» **WHAT YOU ARE ASKED TO DO**:
Keep only the lines from the start of the data through the line containing "use crate::AppState;", and output them exactly.

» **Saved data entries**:
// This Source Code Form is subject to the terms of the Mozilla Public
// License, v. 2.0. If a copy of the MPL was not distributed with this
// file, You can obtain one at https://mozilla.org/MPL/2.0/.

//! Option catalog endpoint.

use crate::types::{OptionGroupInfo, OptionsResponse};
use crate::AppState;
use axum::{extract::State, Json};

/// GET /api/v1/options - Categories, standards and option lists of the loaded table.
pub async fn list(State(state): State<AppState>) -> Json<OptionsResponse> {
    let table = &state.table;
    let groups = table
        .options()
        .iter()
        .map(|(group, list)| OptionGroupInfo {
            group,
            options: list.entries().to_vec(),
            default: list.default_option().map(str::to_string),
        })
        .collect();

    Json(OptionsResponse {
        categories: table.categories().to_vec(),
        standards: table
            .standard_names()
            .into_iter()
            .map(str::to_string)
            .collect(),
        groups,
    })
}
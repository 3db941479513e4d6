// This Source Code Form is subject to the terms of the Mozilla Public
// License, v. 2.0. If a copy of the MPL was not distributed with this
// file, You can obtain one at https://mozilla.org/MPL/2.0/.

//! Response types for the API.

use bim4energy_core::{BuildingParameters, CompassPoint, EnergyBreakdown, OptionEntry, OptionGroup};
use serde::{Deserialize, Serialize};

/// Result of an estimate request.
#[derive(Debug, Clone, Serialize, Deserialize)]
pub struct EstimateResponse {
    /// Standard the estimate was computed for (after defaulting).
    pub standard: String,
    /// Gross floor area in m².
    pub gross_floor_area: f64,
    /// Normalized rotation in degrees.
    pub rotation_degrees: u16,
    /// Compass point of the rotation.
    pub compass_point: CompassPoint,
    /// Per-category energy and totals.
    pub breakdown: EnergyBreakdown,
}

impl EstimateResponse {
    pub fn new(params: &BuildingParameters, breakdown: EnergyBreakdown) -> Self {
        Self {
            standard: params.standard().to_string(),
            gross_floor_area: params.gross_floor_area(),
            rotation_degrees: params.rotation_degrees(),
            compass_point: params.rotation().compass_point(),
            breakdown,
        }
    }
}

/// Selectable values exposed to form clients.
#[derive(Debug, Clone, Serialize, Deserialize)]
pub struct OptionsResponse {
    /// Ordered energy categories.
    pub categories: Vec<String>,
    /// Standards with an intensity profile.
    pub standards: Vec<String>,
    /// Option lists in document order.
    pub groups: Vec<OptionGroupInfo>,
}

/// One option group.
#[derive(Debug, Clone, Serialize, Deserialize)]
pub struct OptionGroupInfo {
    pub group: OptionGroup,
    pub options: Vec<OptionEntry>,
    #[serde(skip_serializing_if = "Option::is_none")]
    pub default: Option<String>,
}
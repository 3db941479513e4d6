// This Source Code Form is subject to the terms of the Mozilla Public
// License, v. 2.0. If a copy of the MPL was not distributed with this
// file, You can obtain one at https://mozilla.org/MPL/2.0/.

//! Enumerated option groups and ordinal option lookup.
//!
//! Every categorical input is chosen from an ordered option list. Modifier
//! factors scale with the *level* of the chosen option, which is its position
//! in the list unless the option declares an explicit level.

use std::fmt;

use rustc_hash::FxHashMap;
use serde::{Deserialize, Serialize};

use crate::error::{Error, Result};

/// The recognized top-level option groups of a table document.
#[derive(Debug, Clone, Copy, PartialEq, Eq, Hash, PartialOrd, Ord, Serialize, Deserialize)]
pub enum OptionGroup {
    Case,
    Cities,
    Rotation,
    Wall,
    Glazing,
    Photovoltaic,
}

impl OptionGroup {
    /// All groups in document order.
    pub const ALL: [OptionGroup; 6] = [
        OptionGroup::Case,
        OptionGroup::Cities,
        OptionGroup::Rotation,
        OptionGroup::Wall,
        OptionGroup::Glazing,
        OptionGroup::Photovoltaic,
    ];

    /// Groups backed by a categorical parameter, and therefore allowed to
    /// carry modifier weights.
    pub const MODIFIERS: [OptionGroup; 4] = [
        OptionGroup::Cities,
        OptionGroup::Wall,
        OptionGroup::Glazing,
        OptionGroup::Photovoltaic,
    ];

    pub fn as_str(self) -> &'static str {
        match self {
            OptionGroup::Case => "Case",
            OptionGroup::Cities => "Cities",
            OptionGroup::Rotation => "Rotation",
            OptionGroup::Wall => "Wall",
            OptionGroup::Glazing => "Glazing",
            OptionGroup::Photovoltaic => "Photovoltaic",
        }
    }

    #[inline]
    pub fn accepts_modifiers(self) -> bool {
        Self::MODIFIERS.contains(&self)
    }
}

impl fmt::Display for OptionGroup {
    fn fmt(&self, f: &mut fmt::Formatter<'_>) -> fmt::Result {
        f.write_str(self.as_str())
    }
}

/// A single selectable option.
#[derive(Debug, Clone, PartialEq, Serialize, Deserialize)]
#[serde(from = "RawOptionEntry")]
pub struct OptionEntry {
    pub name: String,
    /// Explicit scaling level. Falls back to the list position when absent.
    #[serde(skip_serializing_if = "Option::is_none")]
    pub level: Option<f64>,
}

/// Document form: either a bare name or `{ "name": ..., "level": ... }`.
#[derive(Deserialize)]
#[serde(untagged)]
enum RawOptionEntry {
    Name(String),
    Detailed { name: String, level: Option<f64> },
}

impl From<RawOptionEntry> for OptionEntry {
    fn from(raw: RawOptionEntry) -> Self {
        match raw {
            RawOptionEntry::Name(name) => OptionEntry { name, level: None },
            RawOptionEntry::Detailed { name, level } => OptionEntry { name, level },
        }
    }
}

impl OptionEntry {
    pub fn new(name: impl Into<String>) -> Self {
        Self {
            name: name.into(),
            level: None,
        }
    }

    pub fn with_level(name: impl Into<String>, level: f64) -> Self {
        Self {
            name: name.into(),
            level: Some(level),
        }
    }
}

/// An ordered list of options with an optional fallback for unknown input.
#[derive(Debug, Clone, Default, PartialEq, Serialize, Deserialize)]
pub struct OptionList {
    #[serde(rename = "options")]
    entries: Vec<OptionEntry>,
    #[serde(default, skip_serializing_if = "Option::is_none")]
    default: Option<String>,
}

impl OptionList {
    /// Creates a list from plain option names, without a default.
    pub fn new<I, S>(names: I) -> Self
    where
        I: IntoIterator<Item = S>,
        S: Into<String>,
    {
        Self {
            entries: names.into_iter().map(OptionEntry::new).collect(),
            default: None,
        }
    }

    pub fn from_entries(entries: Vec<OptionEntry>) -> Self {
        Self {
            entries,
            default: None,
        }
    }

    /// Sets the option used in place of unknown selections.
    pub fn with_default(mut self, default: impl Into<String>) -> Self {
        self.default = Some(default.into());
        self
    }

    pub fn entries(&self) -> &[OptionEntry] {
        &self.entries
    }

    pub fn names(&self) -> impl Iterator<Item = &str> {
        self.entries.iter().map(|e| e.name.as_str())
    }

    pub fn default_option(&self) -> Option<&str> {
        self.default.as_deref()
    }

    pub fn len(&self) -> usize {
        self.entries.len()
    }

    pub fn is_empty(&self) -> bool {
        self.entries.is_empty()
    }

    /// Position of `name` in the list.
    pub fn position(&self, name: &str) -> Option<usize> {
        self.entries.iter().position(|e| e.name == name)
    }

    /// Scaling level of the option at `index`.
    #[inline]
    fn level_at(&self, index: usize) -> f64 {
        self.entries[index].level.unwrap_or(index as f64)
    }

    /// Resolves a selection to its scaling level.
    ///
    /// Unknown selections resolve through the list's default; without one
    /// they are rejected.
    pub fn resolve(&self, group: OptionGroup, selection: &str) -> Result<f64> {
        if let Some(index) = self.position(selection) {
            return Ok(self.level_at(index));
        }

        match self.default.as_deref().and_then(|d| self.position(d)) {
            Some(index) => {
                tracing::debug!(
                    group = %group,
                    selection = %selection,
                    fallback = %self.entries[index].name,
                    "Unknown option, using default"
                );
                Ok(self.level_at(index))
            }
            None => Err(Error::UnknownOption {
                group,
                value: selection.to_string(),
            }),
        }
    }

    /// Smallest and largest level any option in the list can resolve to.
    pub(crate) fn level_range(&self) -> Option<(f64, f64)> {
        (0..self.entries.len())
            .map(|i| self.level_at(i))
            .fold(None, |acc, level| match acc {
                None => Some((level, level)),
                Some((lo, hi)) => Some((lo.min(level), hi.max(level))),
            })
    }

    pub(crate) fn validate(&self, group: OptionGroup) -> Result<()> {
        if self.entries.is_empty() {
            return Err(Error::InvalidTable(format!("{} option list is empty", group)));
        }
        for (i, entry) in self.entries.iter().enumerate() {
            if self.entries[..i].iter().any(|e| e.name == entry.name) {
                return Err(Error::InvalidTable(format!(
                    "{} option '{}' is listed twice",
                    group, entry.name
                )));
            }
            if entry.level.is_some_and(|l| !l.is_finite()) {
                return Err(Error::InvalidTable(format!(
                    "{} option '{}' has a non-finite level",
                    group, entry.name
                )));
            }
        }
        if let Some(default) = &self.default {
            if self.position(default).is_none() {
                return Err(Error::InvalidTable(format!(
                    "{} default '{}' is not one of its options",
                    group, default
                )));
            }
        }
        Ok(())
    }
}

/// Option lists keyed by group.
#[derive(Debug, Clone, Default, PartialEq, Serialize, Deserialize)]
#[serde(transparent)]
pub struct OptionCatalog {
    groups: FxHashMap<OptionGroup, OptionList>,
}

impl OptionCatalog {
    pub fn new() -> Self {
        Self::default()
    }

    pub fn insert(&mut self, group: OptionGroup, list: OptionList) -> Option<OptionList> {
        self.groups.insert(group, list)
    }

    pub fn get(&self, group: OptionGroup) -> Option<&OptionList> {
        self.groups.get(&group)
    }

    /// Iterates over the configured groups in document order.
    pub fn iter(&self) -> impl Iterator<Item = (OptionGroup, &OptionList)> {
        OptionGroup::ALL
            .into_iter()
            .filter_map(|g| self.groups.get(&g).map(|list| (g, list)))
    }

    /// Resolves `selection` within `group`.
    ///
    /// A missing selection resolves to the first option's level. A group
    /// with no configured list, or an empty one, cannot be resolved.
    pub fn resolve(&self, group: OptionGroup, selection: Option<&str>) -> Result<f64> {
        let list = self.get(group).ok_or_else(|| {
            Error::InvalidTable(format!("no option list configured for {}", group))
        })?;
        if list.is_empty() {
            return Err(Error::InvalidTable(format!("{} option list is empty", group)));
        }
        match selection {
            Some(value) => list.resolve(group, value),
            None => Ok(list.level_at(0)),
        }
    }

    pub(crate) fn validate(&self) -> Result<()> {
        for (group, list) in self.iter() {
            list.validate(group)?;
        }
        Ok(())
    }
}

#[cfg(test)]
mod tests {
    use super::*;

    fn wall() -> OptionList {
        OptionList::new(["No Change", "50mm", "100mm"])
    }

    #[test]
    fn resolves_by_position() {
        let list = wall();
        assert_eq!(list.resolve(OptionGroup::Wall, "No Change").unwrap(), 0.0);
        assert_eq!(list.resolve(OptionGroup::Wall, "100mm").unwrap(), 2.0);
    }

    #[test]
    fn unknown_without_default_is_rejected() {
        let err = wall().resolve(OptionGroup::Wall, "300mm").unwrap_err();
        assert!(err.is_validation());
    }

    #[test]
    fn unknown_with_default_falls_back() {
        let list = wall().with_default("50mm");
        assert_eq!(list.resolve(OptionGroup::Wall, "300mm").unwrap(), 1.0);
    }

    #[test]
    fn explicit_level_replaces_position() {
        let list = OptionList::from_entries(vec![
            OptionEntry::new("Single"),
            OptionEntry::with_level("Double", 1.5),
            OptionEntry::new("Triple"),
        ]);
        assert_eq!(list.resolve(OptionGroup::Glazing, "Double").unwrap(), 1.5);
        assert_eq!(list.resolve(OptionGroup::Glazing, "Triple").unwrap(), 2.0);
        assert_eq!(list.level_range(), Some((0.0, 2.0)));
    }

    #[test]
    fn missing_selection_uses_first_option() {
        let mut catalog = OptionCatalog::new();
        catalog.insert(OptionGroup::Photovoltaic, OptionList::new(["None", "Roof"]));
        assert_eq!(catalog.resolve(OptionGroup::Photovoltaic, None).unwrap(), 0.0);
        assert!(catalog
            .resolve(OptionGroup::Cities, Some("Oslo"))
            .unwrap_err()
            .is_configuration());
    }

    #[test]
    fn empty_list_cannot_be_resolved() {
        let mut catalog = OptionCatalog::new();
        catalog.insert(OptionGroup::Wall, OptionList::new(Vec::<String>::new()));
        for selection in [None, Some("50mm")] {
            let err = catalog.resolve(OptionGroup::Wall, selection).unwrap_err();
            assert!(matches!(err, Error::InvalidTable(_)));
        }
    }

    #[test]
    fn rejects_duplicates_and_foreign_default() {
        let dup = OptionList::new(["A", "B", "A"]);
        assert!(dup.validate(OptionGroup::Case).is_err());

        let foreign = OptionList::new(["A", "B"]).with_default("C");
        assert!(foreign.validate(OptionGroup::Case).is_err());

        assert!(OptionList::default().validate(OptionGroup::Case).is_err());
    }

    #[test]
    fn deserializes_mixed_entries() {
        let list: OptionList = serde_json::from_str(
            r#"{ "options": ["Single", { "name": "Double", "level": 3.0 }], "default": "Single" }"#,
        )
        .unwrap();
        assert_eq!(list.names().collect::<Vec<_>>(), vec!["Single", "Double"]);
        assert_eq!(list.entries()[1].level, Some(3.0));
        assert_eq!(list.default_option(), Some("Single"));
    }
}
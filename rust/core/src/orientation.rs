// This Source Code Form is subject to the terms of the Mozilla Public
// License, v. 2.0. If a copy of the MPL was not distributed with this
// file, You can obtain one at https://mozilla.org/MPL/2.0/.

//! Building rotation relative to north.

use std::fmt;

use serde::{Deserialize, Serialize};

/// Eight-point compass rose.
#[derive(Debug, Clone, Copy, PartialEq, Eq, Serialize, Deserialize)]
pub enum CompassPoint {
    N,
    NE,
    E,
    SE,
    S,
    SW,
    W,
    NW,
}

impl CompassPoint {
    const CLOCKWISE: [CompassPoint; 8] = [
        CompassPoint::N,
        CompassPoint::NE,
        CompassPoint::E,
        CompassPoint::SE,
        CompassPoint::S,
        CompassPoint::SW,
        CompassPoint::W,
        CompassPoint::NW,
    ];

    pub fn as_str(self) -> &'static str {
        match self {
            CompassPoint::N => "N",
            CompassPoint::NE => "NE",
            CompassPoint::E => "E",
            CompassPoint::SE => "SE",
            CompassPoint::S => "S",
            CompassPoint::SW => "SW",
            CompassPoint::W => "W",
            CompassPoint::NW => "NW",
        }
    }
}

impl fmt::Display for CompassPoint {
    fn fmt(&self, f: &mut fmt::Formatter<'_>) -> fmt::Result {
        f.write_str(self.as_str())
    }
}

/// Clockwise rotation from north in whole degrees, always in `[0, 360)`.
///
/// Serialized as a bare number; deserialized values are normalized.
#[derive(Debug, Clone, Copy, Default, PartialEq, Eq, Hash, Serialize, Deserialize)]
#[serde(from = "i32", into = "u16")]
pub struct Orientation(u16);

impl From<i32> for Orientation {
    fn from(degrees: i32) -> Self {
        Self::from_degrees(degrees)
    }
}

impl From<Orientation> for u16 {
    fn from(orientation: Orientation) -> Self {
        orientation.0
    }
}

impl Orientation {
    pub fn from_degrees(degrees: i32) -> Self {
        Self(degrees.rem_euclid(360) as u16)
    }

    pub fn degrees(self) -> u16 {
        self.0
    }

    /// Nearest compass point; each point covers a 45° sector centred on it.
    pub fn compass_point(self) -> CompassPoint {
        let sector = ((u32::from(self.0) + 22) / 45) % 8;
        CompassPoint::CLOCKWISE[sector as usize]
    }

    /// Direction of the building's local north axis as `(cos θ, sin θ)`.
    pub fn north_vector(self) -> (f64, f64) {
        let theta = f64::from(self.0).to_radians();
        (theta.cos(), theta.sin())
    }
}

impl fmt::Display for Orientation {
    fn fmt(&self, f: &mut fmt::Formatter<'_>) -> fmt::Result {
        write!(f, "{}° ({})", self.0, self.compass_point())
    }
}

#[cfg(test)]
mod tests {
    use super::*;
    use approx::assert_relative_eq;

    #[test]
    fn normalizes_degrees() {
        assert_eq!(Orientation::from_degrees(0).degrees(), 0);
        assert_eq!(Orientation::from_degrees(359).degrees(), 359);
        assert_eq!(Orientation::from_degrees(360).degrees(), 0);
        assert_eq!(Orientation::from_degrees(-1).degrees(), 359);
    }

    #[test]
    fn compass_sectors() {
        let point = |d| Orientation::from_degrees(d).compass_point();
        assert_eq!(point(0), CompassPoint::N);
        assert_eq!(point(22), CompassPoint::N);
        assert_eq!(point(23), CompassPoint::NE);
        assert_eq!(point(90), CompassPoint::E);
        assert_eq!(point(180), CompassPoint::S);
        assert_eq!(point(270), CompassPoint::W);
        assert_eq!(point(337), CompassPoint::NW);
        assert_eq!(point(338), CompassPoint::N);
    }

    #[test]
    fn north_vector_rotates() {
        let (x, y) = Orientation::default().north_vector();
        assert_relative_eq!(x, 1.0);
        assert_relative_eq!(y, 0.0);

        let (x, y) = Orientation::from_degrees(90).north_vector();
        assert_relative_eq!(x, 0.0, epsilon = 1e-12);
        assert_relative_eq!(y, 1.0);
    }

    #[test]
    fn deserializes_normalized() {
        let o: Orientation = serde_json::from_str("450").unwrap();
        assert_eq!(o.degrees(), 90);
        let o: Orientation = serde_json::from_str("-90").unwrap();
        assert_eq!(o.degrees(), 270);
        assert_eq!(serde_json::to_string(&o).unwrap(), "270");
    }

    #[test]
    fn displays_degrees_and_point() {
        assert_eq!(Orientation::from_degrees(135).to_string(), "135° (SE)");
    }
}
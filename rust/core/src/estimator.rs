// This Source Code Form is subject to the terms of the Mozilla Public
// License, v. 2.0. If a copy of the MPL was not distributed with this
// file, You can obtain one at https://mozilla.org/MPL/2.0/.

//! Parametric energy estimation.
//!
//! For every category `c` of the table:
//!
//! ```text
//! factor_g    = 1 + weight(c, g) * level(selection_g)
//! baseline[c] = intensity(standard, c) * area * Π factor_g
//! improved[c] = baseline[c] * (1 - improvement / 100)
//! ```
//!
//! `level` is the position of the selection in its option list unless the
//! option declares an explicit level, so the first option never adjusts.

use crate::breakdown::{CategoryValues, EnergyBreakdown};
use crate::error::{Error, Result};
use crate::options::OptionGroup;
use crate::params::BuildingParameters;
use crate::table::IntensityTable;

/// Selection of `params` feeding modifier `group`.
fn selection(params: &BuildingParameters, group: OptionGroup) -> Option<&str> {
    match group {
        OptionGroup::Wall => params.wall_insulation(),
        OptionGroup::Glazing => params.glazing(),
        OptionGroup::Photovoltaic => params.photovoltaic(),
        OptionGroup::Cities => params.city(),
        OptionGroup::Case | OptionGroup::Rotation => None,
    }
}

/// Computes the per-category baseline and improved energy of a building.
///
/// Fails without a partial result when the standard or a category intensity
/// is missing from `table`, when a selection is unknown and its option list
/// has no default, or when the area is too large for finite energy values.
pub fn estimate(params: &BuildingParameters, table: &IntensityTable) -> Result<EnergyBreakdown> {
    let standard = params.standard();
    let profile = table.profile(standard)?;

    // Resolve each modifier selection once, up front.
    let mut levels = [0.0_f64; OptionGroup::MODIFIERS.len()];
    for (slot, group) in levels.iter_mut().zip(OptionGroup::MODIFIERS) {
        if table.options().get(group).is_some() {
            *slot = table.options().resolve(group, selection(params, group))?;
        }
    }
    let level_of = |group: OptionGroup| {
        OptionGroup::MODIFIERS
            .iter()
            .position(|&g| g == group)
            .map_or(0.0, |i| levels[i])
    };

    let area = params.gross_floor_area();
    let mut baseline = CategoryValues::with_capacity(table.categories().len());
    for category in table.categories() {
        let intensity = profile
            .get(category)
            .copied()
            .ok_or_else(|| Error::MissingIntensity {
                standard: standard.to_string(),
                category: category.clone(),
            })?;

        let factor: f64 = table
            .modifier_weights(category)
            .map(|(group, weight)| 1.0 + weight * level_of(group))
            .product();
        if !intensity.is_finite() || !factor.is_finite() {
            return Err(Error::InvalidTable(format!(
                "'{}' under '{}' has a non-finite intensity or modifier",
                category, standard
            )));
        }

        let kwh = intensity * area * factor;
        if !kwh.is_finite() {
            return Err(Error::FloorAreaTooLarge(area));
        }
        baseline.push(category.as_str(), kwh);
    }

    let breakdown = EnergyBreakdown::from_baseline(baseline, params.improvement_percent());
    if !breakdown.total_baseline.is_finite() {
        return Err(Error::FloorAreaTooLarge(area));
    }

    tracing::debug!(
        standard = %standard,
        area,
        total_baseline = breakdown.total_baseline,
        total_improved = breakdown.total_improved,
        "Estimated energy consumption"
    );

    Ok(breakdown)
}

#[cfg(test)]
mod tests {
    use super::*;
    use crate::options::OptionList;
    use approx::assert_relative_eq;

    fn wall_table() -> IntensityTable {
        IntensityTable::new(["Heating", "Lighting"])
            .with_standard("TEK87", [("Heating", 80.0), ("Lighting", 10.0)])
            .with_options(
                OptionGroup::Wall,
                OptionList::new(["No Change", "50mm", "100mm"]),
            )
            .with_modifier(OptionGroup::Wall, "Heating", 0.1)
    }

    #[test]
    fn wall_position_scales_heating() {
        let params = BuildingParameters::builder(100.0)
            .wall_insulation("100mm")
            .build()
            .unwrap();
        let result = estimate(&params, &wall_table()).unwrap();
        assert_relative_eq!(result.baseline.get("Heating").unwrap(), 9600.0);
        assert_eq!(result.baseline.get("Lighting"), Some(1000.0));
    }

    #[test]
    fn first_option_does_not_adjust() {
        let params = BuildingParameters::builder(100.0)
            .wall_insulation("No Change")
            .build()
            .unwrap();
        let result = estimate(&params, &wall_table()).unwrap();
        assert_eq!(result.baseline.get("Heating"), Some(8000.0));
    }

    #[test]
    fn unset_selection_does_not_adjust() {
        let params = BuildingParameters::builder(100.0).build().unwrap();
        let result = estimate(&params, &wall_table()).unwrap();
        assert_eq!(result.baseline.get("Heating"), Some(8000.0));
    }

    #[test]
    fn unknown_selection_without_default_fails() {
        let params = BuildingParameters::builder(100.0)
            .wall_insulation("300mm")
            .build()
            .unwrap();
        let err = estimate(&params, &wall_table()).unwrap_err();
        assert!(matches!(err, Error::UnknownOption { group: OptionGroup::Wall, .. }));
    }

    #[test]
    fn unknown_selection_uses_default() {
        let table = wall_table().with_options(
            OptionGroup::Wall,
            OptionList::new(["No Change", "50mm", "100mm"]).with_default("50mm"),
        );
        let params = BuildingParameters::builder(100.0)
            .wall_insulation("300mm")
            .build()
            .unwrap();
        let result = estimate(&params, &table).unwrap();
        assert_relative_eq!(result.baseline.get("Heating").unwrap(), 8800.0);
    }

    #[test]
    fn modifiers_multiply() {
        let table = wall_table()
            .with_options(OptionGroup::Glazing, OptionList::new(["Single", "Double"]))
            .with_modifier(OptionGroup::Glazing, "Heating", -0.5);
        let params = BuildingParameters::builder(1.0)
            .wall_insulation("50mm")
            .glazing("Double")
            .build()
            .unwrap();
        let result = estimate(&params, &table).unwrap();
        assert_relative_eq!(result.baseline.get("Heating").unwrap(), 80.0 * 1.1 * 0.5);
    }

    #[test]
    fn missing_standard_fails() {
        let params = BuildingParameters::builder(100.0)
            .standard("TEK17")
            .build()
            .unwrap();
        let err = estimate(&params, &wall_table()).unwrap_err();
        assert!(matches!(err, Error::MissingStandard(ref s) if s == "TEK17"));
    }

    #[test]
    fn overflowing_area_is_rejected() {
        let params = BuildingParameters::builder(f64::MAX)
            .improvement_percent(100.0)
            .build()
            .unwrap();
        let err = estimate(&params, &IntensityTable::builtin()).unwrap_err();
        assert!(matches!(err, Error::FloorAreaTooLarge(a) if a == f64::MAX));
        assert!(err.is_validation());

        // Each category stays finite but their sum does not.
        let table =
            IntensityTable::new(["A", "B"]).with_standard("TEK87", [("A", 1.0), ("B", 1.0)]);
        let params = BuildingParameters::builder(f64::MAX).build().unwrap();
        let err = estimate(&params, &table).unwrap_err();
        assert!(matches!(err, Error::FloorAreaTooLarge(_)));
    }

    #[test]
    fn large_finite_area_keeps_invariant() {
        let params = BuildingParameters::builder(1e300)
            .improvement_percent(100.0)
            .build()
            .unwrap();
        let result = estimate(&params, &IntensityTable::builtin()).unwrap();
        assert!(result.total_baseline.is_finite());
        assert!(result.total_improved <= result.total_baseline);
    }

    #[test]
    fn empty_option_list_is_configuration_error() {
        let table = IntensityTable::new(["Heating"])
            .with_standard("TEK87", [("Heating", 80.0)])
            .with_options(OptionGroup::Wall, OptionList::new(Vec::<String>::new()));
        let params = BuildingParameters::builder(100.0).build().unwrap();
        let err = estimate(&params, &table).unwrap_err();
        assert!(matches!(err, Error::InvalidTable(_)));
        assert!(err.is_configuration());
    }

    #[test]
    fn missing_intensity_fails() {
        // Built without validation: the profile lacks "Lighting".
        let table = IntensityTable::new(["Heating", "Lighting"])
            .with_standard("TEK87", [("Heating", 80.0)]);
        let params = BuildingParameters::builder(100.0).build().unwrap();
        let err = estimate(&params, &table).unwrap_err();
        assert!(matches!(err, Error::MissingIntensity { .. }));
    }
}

» **RESULT OF THIS TASK**:
// This Source Code Form is subject to the terms of the Mozilla Public
// License, v. 2.0. If a copy of the MPL was not distributed with this
// file, You can obtain one at https://mozilla.org/MPL/2.0/.

//! Option catalog endpoint.

use crate::types::{OptionGroupInfo, OptionsResponse};
use crate::AppState;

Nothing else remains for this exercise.